---------- Material shown ----------
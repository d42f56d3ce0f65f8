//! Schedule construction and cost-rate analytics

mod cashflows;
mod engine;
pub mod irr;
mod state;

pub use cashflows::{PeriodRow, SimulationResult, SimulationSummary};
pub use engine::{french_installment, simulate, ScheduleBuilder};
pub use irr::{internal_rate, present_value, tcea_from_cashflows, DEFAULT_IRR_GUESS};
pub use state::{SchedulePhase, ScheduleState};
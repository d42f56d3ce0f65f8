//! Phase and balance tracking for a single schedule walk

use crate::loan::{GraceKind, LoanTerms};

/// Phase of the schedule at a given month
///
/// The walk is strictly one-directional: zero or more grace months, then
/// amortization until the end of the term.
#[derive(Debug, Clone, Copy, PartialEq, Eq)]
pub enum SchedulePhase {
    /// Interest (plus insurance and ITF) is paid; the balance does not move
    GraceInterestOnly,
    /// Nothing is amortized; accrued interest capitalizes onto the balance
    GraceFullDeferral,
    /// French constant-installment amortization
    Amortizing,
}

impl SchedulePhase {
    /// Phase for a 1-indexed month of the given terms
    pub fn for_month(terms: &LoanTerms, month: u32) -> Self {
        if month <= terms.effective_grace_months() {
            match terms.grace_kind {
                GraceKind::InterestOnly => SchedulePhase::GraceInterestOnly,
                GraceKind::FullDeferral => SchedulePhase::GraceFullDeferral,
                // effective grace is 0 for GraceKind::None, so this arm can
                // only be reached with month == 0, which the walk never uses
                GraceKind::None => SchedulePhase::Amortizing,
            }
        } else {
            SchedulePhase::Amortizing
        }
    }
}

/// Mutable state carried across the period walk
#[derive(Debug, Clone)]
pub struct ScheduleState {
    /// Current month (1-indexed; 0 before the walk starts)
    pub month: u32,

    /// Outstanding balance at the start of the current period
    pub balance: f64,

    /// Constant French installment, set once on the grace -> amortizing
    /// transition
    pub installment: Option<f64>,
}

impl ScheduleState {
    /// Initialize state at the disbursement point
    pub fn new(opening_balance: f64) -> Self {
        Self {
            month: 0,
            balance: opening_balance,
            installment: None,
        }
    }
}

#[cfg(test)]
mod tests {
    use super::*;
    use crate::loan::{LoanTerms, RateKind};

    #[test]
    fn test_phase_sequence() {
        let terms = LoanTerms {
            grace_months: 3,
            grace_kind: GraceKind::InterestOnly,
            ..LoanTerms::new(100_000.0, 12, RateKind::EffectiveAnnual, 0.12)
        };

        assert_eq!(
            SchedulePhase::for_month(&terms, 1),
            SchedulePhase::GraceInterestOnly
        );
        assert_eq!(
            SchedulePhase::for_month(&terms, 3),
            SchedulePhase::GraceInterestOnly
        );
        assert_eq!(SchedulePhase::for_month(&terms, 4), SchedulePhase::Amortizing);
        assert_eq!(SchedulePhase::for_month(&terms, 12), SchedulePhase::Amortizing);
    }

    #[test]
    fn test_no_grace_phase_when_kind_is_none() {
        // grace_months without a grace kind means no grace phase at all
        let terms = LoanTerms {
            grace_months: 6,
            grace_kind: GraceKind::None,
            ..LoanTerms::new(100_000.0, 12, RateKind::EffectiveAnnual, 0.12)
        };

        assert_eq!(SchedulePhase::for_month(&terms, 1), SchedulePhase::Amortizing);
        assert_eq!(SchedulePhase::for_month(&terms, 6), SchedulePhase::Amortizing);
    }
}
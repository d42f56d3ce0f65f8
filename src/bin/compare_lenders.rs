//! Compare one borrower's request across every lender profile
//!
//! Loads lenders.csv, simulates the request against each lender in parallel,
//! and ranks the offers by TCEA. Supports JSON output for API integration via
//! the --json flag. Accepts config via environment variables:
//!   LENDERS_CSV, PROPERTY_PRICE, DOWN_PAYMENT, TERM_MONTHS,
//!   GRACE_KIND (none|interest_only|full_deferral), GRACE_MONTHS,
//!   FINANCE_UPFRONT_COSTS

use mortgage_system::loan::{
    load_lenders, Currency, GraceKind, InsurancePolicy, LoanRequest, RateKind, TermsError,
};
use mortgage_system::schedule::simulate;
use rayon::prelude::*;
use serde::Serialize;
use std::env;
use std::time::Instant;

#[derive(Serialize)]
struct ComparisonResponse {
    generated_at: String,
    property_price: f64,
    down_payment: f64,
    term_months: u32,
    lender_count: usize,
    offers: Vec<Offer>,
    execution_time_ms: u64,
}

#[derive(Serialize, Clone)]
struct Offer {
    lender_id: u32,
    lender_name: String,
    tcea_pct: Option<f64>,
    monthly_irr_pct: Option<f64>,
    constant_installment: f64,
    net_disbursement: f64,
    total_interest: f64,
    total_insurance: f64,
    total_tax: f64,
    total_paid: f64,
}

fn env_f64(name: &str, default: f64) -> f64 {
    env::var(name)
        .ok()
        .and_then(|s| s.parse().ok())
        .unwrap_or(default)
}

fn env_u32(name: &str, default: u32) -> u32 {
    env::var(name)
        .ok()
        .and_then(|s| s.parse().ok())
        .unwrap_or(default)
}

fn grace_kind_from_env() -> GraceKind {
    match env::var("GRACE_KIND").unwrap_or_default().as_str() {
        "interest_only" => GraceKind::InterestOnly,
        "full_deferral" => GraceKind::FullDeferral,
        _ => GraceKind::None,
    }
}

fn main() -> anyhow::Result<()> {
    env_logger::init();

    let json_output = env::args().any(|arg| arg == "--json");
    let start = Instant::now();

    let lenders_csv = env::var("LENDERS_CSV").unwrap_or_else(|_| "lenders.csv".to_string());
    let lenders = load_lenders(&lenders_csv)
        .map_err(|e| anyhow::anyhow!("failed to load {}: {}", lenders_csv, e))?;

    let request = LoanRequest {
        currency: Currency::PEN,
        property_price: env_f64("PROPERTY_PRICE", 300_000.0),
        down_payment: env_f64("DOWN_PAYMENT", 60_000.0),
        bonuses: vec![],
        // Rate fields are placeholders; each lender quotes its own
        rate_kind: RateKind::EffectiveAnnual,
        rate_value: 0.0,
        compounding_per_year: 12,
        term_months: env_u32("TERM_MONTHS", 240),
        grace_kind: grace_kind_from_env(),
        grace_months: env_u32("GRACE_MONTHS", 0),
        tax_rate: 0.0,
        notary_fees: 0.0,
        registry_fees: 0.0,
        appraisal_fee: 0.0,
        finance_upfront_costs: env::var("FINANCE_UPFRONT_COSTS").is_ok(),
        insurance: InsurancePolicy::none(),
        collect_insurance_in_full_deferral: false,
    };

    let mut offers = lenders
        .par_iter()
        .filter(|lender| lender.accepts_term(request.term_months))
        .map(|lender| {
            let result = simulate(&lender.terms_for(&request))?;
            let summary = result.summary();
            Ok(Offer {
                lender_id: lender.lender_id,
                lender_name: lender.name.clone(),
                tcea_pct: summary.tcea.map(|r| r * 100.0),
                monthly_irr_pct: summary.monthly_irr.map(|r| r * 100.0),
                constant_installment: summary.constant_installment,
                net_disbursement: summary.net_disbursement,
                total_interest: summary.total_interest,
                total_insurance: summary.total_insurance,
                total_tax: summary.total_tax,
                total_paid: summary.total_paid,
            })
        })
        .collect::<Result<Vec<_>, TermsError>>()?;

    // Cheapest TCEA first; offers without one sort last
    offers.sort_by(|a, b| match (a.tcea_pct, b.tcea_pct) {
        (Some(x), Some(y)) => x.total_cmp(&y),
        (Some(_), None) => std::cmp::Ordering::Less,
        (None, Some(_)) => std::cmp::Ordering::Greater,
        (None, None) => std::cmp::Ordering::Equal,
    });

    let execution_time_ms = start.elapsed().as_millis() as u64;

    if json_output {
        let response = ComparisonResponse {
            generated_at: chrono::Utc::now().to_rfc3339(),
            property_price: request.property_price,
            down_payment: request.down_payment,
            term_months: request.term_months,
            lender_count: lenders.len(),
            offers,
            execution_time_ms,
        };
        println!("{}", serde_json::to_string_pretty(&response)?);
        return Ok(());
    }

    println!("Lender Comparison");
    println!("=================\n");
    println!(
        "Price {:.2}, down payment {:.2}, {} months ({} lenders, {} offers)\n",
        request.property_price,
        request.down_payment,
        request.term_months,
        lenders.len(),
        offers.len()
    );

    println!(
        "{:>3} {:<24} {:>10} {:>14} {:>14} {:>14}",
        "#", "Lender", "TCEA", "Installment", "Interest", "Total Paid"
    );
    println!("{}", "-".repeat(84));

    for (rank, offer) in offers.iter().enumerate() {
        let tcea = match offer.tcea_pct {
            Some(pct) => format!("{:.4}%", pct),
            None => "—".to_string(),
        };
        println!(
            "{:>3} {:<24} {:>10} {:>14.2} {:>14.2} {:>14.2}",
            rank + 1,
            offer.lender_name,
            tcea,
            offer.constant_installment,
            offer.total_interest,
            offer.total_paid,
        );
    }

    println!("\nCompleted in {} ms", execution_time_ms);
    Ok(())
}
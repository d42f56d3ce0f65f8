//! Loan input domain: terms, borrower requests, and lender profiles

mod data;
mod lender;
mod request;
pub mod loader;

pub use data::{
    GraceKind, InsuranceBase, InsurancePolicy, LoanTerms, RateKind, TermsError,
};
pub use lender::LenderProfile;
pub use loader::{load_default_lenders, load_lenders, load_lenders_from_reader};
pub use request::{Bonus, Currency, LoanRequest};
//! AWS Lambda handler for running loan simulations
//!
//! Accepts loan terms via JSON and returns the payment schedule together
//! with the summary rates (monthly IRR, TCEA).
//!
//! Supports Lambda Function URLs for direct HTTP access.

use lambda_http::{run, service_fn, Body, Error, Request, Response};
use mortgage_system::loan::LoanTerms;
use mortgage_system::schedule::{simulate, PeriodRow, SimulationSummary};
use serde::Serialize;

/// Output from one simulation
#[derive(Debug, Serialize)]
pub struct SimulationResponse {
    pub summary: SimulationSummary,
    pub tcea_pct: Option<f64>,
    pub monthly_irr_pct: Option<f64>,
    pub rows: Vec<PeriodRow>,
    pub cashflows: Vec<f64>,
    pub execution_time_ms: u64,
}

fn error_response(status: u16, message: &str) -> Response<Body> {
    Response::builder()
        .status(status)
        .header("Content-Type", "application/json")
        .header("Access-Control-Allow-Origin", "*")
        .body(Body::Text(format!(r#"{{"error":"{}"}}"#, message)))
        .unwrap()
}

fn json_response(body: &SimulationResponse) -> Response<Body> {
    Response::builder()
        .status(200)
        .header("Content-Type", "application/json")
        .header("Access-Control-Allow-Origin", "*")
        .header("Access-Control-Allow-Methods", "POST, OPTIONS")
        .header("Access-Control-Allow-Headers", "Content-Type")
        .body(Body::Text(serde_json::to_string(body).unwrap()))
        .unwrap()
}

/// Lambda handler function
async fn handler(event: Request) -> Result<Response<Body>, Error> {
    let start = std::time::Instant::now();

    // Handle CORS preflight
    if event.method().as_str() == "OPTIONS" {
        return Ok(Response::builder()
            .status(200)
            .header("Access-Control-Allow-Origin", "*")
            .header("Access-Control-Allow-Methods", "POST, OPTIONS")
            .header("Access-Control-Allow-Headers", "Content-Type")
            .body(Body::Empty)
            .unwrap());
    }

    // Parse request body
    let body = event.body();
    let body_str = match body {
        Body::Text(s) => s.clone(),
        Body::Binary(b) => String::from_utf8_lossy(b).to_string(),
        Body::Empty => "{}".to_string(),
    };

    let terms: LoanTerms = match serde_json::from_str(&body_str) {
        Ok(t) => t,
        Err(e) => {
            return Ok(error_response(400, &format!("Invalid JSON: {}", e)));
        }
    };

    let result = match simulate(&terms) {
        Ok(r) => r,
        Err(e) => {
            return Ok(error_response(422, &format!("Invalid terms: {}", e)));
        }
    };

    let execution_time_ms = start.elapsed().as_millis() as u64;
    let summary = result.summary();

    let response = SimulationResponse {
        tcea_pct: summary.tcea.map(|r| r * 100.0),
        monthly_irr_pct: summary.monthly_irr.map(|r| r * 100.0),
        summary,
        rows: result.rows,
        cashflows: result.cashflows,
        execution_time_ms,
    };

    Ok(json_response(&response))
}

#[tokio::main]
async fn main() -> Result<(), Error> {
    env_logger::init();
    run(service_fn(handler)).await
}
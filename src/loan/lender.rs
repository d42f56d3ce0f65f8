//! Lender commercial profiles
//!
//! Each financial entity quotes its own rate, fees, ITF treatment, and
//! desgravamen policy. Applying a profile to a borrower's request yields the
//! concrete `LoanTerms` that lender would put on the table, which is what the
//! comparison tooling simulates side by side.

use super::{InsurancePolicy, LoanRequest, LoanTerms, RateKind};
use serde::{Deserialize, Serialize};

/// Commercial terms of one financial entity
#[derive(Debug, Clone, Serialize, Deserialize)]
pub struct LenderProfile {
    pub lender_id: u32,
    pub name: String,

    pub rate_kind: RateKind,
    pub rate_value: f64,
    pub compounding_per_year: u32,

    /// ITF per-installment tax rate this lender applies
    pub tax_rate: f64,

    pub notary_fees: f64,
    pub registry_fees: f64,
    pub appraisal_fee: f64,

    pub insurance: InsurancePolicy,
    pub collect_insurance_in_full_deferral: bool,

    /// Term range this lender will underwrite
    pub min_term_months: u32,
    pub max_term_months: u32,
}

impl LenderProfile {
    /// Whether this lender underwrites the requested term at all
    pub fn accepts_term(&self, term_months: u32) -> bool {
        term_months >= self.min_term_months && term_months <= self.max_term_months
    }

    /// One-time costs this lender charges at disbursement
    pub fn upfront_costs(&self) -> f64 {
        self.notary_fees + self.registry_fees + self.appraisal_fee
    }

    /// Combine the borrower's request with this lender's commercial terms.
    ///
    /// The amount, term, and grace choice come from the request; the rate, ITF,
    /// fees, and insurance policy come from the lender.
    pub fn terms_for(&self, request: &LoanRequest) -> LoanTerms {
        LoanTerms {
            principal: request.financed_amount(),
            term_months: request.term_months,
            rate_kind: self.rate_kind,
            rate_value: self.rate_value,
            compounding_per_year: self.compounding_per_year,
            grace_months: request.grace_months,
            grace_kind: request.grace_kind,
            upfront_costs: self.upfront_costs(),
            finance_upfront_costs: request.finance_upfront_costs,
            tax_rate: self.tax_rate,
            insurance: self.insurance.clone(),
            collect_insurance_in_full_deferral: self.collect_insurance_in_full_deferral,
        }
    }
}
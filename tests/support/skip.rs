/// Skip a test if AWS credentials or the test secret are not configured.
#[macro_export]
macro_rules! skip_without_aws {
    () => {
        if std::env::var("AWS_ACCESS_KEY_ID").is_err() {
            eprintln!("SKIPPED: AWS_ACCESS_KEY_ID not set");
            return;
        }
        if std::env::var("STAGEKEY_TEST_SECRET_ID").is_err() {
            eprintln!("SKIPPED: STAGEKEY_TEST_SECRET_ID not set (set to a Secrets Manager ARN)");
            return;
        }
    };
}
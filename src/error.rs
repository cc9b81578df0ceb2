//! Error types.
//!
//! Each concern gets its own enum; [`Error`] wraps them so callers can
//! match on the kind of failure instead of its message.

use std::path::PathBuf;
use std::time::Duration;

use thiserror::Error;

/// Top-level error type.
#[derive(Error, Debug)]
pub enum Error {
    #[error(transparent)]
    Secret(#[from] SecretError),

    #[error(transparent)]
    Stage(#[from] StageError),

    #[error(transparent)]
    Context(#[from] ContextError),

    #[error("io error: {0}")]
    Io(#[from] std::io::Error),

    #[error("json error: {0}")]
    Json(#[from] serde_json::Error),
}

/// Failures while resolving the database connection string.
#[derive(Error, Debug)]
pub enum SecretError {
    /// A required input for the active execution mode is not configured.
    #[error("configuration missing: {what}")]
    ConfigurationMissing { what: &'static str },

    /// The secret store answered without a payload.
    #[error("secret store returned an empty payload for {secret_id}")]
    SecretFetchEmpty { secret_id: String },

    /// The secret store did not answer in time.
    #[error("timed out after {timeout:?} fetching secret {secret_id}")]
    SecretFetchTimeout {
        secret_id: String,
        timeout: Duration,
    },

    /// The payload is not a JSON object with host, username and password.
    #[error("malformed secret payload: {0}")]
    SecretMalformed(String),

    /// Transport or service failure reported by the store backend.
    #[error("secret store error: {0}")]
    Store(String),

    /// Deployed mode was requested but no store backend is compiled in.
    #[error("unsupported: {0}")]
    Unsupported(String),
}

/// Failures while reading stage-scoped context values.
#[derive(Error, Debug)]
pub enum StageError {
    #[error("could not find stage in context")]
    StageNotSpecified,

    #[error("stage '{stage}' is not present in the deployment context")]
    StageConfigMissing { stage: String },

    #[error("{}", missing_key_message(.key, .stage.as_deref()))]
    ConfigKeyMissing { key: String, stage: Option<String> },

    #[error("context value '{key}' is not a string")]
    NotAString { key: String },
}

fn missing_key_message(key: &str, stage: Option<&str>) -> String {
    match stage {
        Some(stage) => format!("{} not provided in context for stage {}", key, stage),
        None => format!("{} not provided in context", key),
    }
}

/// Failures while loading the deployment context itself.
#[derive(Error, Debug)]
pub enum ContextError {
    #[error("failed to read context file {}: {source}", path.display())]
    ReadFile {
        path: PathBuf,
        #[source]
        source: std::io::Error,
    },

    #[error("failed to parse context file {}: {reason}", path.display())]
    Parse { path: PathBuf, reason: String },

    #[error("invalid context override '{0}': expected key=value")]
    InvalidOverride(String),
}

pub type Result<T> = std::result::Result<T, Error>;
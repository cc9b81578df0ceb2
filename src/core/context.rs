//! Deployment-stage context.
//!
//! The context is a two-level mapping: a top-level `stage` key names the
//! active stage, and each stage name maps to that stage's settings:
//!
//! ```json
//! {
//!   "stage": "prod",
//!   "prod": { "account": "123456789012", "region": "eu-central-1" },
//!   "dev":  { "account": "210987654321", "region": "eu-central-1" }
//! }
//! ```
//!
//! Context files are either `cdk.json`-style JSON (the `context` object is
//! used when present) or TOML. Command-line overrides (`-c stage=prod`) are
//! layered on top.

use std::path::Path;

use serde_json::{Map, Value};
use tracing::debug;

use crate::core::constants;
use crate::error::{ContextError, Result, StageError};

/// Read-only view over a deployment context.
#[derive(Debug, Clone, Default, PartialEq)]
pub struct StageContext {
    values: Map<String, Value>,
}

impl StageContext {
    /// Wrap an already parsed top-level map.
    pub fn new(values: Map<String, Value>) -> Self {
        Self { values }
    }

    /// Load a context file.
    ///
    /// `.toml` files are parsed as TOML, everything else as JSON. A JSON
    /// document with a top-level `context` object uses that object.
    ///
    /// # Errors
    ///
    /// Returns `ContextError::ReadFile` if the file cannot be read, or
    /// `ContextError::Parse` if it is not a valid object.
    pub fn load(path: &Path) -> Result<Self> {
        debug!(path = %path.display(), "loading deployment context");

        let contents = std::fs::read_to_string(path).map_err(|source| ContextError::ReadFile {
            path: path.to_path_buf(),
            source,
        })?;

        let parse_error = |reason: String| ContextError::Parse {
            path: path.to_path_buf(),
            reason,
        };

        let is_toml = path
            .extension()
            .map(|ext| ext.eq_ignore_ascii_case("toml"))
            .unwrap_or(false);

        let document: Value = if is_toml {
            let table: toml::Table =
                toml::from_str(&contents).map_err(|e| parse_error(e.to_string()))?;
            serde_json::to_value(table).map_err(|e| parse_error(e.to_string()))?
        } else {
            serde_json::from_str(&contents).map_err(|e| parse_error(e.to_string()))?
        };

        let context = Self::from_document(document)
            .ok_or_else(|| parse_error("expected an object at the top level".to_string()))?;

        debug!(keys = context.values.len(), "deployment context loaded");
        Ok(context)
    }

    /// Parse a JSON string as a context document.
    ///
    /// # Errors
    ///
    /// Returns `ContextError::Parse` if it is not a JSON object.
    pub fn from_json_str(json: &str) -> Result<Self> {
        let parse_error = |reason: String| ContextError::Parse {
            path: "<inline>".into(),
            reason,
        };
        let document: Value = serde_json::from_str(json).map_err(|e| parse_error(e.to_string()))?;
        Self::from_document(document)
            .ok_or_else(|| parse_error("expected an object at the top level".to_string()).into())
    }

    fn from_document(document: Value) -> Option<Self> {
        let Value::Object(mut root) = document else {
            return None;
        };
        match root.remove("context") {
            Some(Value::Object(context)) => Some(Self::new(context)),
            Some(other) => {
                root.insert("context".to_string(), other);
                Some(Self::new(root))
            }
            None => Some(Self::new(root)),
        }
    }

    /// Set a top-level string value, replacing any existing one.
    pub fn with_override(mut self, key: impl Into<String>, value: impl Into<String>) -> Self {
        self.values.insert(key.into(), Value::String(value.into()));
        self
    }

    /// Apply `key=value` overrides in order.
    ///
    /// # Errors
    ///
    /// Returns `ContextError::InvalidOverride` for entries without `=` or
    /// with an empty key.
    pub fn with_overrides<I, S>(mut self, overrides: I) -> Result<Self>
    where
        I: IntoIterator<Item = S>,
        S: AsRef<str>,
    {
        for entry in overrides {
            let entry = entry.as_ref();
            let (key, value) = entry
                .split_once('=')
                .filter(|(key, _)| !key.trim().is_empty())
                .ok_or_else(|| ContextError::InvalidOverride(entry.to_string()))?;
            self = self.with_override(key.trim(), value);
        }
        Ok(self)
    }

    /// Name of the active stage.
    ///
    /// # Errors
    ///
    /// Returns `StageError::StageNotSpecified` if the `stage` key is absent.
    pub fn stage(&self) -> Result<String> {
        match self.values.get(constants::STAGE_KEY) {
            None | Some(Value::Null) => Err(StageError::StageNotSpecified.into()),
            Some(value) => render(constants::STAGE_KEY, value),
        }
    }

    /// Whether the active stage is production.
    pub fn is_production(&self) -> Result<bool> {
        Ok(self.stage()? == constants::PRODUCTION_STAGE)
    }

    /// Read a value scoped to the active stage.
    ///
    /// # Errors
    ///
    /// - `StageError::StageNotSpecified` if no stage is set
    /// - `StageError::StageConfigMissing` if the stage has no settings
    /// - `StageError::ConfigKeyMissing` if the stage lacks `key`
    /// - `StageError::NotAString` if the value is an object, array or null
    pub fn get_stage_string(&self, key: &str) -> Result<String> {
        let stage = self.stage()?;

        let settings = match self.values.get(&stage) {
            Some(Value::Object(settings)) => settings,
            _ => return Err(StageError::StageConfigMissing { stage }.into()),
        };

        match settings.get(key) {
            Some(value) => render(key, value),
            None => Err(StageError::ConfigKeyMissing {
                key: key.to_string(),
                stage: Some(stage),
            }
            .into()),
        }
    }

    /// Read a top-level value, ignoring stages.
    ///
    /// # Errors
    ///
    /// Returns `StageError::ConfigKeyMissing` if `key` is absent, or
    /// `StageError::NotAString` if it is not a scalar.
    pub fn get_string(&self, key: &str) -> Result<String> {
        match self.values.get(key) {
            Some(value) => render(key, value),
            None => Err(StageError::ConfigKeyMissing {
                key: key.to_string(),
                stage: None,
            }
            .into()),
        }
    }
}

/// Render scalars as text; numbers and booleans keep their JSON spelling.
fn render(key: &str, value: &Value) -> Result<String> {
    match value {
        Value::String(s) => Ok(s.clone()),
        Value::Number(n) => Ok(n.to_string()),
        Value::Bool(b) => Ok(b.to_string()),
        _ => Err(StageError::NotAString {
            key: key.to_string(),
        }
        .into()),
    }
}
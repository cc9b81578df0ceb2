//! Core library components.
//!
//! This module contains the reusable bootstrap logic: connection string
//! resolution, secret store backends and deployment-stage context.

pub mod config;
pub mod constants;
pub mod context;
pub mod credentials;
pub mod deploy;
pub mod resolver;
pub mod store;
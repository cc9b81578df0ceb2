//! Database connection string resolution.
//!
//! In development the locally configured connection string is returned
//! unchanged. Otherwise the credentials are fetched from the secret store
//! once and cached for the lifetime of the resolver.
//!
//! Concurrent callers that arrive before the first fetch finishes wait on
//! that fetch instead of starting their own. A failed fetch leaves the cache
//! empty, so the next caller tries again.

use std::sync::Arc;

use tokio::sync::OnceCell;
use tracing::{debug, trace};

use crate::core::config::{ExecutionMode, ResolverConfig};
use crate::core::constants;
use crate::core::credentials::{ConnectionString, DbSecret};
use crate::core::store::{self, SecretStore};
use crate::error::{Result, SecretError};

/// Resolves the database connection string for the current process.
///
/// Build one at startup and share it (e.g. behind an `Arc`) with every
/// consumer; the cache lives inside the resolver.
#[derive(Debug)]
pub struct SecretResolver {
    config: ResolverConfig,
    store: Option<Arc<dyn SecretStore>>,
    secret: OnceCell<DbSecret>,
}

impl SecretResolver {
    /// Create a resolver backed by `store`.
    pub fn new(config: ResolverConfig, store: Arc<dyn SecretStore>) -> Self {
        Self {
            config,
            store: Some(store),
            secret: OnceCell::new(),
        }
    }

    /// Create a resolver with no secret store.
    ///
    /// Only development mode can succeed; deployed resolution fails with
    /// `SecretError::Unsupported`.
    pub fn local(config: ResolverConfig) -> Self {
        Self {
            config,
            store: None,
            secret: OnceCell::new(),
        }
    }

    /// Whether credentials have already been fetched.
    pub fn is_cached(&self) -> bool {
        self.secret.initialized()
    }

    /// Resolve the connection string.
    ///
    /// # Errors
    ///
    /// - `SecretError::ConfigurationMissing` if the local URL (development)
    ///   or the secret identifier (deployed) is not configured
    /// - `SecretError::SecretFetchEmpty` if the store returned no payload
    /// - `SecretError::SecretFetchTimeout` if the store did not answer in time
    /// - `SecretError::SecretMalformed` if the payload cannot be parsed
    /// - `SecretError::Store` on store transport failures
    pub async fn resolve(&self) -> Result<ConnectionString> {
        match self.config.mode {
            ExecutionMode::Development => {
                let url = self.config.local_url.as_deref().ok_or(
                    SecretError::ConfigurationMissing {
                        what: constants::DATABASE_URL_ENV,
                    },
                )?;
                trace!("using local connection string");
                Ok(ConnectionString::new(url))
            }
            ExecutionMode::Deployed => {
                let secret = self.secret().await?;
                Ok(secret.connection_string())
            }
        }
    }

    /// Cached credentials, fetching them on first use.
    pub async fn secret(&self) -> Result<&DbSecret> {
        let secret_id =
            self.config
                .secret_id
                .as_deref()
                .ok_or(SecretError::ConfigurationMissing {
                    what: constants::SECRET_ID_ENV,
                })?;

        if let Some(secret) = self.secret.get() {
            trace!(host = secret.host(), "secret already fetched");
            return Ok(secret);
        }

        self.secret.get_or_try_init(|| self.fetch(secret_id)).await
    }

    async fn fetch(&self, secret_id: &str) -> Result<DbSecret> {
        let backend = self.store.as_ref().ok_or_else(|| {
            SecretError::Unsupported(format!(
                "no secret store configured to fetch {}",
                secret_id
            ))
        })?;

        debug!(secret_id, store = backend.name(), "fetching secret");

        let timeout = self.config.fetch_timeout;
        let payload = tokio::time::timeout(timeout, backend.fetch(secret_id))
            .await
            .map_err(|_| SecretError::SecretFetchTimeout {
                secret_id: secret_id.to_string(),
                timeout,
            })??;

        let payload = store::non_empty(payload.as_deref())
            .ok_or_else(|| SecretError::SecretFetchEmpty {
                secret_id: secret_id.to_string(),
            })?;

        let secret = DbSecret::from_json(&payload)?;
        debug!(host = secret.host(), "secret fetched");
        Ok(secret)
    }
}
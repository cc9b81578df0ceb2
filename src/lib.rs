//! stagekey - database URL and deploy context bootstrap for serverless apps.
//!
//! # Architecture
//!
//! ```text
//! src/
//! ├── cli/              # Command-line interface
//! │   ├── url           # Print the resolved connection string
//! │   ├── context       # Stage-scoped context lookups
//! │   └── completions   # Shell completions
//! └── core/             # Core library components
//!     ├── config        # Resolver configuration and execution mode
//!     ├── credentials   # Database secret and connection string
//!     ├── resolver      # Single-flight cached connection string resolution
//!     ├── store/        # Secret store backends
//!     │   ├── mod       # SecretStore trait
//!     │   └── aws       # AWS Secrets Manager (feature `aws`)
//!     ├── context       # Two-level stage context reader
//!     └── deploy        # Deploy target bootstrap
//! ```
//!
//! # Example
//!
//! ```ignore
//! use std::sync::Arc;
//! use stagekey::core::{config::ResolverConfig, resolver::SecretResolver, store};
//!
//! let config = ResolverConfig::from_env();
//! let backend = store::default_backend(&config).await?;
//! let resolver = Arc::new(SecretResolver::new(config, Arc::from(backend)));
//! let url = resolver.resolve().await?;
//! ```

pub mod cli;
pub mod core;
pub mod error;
----------
Show each line in the data where the string "handler" appears.

Response to the exercise:
//! AWS Lambda handler for running loan simulations
/// Lambda handler function
async fn handler(event: Request) -> Result<Response<Body>, Error> {
    run(service_fn(handler)).await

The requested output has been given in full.